Today, walking home from Thor’s school after a lengthy conversation with him about migration patterns and why geese honk (a whole flock flew overhead and buzzed us like Maverick and the Control Tower and all I could think was, “Please! No goose poop!” have you seen the size of goose poop?!) I was struck by the weather and the wet grass and suddenly remembered waiting for the bus in elementary school. Since we weren’t on the bus route after second grade, my mother had
bribed paid the bus driver (who lived about a mile from our house) to pick me up and drop me off. I would hang out in our front yard, waiting, twirling, dancing, singing, whatevering at the top of my lungs. I had a self to entertain, you understand.

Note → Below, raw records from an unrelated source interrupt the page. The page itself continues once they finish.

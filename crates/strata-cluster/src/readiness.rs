//! Readiness latch for Flux dependents.
//!
//! Flux reports readiness as a condition that may flap between polls. The
//! latch turns those raw signals into a stored tri-state and reports a
//! transition only when the state actually changes, so steady polling never
//! produces events.

use strata_common::crd::{DataClusterStatus, Readiness};

/// Edge reported by [`latch`]
#[derive(Clone, Copy, Debug, PartialEq, Eq)]
pub enum Transition {
    /// NotReady -> Ready
    BecameReady,
    /// Unknown or Ready -> NotReady
    BecameNotReady,
}

impl Transition {
    /// Event note for this edge on `kind` `namespace/name`
    pub fn message(&self, kind: &str, namespace: &str, name: &str) -> String {
        match self {
            Self::BecameReady => format!("{kind} '{namespace}/{name}' is ready"),
            Self::BecameNotReady => format!("{kind} '{namespace}/{name}' is not ready"),
        }
    }
}

/// Advance the latch by one observation.
///
/// A stale generation or a missing `Ready=True` both count as not ready.
/// `Unknown` is ready-adjacent: moving from it to `Ready` is silent, moving
/// from it to `NotReady` is reported.
pub fn latch(
    prev: Readiness,
    generation_fresh: bool,
    condition_ready: bool,
) -> (Readiness, Option<Transition>) {
    if !generation_fresh || !condition_ready {
        let transition = (prev != Readiness::NotReady).then_some(Transition::BecameNotReady);
        return (Readiness::NotReady, transition);
    }

    let transition = (prev == Readiness::NotReady).then_some(Transition::BecameReady);
    (Readiness::Ready, transition)
}

/// The two Flux objects whose readiness is latched in status
#[derive(Clone, Copy, Debug, PartialEq, Eq)]
pub enum Dependent {
    /// The chart source
    HelmRepository,
    /// The release
    HelmRelease,
}

impl Dependent {
    /// Kubernetes kind, used in event notes
    pub fn kind(&self) -> &'static str {
        match self {
            Self::HelmRepository => "HelmRepository",
            Self::HelmRelease => "HelmRelease",
        }
    }

    /// The status field holding this dependent's latch
    pub fn readiness_mut<'a>(&self, status: &'a mut DataClusterStatus) -> &'a mut Readiness {
        match self {
            Self::HelmRepository => &mut status.helm_repository_ready,
            Self::HelmRelease => &mut status.helm_release_ready,
        }
    }
}
//! Logging initialization
//!
//! Installs a `tracing-subscriber` registry with an `EnvFilter` and either a
//! JSON layer (in-cluster) or the human-readable fmt layer (local runs).

use thiserror::Error;
use tracing_subscriber::layer::SubscriberExt;
use tracing_subscriber::util::SubscriberInitExt;
use tracing_subscriber::EnvFilter;

/// Filter used when `RUST_LOG` is not set
pub const DEFAULT_FILTER: &str = "info,strata=debug,kube=info,tower=warn,hyper=warn";

/// Errors that can occur during telemetry initialization
#[derive(Debug, Error)]
pub enum TelemetryError {
    /// Failed to initialize tracing subscriber
    #[error("failed to initialize tracing subscriber: {0}")]
    SubscriberInit(String),
}

/// Configuration for telemetry initialization
#[derive(Debug, Clone)]
pub struct TelemetryConfig {
    /// Service name attached to the startup log line
    pub service_name: String,

    /// Emit JSON lines instead of the human-readable format
    pub json: bool,
}

impl Default for TelemetryConfig {
    fn default() -> Self {
        Self {
            service_name: "strata-operator".to_string(),
            json: true,
        }
    }
}

/// Build the filter from `RUST_LOG`, falling back to [`DEFAULT_FILTER`]
pub fn env_filter() -> EnvFilter {
    EnvFilter::try_from_default_env().unwrap_or_else(|_| EnvFilter::new(DEFAULT_FILTER))
}

/// Initialize logging with the given configuration
///
/// # Example
///
/// ```ignore
/// use strata_common::telemetry::{init_telemetry, TelemetryConfig};
///
/// init_telemetry(TelemetryConfig { json: false, ..Default::default() })?;
/// ```
pub fn init_telemetry(config: TelemetryConfig) -> Result<(), TelemetryError> {
    let json_layer = config.json.then(|| {
        tracing_subscriber::fmt::layer()
            .json()
            .with_current_span(true)
            .with_span_list(false)
            .with_target(true)
            .with_file(false)
            .with_line_number(false)
    });
    let text_layer = (!config.json).then(|| tracing_subscriber::fmt::layer().with_target(true));

    tracing_subscriber::registry()
        .with(env_filter())
        .with(json_layer)
        .with(text_layer)
        .try_init()
        .map_err(|e: tracing_subscriber::util::TryInitError| {
            TelemetryError::SubscriberInit(e.to_string())
        })?;

    tracing::info!(service = %config.service_name, json = config.json, "logging initialized");
    Ok(())
}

Our neighbor across the street took pity on what he perceived as my boredom, and started coming out every morning to let down the wooden swing that hung from a huge oak tree in their front yard. I would swing until the bus arrived, then hop on board and watch Mr. Meadows tie the swing back up to the branch. When they were in season, he would allow me to pick one pomegranate from his shrub every day, and I would carry that to school in my backpack, pretending I was Persephone and the school bus was taking me from my place as Princess of Spring in mother’s fields into the Underworld of elementary school, where I was Queen of the Damned. Clearly, Thor’s dramatic tendencies are genetic.
I loved our neighborhood in Virginia. Trees and water, and a hundred elderly people for me to visit and have dote upon me. It was funny–I was talking to my therapist about growing up in neighborhoods with no children, the other day. Then, I realized I had grown up in neighborhoods with plenty of kids, I just wasn’t allowed to play with any of them! I couldn’t play with Michelle, who lived 2 houses down, because she had called Mr. Landing an old bastard. I couldn’t play with Jenny G because my parents were unsure of her parents. I couldn’t play with Jenny J (whose grey gingerbread house had actual heart cutouts on the shutters–I loved her house) because she was allowed to play with Jenny G. I could play with Lisa and Tina until they walked into our home unannounced twice, and my mother put an end to their desire to come near our front door. Chester and Darren were out on my terms. Darren had held me down while Chester put caterpillars in my hair–I wasn’t going to play with them ever again. Boys! Although, Darren had an awesome swingset and would play Underdog with me.
There was also a neighbor at the end of the block, who had something like 8 kids. I can’t remember why I didn’t play with them, but it probably had to do with Jenny G. or Michelle (who I secretly loved, and who snuck me into her house to watch Saturday Night Fever.)
I wonder how much of elementary school Thor will remember? If any of our walks to class will register in his memory. At the very least, I hope the impression of how much fun we’ve had will remain, and he will have a blanket feeling of goodness surrounding this period of his life.